### RECORD EXCERPTS ###

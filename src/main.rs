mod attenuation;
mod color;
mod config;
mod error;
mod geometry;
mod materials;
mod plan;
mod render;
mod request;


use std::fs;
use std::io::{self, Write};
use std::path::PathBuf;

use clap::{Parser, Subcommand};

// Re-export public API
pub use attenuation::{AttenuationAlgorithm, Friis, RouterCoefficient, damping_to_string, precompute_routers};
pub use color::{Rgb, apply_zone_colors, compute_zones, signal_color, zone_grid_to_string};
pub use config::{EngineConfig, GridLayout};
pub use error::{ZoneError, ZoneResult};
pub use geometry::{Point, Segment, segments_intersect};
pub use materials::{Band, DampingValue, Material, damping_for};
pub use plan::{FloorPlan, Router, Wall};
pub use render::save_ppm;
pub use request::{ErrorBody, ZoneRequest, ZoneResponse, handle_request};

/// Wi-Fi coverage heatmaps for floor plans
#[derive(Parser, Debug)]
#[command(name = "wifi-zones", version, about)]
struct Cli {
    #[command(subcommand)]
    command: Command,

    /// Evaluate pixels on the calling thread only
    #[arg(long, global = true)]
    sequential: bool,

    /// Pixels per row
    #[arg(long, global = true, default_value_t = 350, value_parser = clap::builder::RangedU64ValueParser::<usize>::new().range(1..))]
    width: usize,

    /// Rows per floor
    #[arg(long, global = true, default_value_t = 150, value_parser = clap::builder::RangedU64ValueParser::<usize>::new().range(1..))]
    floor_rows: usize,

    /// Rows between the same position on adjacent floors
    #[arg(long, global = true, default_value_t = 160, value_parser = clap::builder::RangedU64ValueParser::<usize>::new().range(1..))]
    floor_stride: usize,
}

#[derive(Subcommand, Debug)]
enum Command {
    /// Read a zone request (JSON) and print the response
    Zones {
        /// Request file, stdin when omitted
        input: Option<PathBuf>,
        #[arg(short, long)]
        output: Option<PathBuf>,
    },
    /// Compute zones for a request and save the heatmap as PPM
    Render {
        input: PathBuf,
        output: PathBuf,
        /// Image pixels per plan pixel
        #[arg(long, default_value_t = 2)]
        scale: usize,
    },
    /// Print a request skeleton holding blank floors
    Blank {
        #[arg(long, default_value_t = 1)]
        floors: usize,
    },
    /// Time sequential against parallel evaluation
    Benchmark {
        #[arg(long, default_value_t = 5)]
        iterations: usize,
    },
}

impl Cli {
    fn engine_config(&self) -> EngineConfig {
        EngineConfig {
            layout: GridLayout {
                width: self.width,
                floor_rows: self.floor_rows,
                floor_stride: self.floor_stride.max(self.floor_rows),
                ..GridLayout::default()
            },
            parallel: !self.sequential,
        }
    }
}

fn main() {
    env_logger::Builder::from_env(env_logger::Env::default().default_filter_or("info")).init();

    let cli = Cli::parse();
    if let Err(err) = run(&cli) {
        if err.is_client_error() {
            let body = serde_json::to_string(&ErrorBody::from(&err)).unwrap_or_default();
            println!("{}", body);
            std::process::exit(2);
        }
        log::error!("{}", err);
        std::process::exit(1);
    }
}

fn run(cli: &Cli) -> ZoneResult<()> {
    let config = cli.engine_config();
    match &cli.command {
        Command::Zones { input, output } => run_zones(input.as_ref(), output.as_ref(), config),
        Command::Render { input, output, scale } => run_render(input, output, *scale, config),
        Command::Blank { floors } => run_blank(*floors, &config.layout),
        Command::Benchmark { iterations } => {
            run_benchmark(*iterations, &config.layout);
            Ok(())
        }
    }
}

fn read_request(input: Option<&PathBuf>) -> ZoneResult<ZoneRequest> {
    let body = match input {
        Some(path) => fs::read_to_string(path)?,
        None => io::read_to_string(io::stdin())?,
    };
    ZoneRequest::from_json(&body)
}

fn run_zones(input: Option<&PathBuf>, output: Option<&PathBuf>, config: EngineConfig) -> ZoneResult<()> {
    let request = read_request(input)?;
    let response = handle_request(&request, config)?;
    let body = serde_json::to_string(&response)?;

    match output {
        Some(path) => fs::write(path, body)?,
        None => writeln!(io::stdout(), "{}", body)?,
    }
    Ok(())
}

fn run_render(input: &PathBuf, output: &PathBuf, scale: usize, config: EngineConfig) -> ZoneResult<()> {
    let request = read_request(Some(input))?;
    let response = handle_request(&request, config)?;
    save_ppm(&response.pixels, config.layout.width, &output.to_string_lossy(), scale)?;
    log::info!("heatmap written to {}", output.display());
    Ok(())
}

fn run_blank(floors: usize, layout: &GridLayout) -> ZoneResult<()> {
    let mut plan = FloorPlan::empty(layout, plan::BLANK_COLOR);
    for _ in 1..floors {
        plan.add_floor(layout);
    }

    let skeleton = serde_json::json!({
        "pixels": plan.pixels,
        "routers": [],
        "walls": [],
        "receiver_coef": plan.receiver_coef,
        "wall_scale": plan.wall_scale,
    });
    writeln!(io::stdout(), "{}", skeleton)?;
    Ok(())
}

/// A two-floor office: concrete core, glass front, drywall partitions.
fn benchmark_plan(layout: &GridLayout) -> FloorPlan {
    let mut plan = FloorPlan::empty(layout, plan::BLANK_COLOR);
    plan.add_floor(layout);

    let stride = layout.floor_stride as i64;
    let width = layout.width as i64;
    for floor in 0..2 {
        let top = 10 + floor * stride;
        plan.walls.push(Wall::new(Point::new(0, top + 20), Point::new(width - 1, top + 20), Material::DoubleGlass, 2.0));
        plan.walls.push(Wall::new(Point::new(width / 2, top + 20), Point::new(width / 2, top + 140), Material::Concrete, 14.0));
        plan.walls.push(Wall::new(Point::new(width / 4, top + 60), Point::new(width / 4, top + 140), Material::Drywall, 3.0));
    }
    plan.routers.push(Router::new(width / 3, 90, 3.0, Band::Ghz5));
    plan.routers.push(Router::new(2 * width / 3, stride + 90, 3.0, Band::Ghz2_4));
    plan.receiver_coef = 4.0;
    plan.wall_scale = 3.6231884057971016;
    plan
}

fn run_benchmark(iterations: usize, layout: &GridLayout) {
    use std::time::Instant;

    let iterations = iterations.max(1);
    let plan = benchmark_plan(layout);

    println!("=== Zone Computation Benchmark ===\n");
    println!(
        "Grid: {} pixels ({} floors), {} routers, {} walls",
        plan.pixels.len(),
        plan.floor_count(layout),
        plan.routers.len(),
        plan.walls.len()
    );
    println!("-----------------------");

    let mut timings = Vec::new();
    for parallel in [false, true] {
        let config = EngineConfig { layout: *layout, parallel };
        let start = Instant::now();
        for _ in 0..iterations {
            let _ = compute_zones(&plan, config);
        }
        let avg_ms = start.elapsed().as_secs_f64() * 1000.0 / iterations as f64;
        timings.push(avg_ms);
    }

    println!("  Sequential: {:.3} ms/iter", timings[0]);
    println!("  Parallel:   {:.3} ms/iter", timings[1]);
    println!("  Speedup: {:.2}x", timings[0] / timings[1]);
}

###
### RECORD EXCERPTS ###

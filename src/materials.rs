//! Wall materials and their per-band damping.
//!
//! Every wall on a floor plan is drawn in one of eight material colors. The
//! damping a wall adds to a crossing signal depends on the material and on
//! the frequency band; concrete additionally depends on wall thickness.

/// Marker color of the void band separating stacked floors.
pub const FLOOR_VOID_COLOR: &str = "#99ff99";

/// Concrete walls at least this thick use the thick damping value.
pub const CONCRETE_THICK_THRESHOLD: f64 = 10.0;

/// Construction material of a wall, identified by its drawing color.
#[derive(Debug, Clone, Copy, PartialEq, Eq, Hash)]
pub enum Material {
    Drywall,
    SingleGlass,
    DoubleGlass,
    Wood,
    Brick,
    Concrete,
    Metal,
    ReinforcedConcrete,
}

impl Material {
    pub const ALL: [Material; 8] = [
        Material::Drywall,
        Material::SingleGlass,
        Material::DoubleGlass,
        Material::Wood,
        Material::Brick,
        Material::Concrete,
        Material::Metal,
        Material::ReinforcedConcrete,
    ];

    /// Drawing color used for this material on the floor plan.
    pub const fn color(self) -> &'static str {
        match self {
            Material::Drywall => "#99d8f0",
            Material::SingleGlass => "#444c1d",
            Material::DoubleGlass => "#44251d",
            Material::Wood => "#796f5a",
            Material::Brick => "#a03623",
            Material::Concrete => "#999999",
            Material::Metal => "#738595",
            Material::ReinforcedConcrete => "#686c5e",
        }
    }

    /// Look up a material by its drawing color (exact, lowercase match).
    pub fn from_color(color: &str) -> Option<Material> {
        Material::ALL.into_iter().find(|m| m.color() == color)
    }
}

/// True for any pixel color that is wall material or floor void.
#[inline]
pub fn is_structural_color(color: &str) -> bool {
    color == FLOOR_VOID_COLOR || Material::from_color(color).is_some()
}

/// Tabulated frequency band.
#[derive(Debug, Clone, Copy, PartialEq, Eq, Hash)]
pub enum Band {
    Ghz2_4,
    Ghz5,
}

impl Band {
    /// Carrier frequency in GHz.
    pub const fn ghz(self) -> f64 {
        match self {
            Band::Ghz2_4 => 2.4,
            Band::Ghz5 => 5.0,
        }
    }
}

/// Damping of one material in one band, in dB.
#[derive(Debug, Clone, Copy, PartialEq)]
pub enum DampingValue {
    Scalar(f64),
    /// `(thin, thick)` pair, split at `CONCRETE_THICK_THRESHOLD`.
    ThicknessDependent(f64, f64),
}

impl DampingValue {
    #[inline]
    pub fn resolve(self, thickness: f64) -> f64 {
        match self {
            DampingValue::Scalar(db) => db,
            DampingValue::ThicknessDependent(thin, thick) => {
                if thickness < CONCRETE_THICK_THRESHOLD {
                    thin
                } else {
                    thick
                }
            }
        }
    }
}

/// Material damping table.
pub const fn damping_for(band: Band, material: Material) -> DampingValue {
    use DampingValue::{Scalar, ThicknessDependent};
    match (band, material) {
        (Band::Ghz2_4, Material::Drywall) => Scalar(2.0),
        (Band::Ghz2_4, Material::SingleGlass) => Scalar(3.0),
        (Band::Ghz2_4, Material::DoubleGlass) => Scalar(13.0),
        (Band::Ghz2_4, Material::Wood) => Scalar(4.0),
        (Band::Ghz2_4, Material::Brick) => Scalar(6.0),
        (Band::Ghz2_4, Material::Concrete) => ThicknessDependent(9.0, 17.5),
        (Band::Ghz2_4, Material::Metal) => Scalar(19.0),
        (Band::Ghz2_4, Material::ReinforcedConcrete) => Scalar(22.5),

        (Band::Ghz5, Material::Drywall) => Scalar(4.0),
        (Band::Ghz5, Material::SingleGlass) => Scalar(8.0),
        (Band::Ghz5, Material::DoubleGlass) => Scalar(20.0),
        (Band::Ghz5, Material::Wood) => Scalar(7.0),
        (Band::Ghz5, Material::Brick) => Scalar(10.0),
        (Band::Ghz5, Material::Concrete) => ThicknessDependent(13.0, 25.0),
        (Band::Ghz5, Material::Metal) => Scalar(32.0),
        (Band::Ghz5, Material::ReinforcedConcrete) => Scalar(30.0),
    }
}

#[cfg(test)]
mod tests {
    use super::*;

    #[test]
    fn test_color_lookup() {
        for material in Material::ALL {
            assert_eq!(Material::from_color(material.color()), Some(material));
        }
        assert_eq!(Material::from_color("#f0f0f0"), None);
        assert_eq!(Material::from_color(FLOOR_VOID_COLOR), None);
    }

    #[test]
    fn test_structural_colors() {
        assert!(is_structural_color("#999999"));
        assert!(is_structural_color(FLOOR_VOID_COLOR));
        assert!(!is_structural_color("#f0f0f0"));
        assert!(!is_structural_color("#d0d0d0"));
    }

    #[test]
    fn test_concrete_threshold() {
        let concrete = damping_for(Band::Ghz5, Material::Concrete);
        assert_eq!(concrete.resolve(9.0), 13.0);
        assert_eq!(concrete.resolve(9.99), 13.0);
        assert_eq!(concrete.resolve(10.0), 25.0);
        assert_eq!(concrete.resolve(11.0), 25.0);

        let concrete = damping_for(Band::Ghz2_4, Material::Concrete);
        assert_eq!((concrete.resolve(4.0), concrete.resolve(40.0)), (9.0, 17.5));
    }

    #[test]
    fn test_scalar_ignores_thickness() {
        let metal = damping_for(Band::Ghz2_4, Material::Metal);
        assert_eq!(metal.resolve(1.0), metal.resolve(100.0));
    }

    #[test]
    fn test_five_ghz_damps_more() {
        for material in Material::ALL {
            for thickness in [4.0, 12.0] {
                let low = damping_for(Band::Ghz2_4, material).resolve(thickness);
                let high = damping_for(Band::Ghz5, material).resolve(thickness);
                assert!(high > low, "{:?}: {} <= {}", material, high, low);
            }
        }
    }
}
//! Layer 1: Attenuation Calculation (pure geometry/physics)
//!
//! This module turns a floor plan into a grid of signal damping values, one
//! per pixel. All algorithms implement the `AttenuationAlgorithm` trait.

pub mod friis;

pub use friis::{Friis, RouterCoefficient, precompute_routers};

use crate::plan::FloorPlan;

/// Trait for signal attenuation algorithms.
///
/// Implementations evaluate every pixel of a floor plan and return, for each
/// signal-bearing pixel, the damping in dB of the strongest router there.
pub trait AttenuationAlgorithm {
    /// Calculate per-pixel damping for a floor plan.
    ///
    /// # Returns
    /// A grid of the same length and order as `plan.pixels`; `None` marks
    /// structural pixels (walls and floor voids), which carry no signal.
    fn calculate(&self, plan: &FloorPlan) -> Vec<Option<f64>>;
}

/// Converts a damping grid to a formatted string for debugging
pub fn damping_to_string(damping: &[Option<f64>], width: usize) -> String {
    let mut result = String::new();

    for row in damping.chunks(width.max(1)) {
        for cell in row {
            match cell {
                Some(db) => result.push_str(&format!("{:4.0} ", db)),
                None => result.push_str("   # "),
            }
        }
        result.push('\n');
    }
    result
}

###

PROBLEM: Only lines with the word "start" go in the answer. Take them all from the entries above.

TASK SOLUTION:
        let start = Instant::now();
        let avg_ms = start.elapsed().as_secs_f64() * 1000.0 / iterations as f64;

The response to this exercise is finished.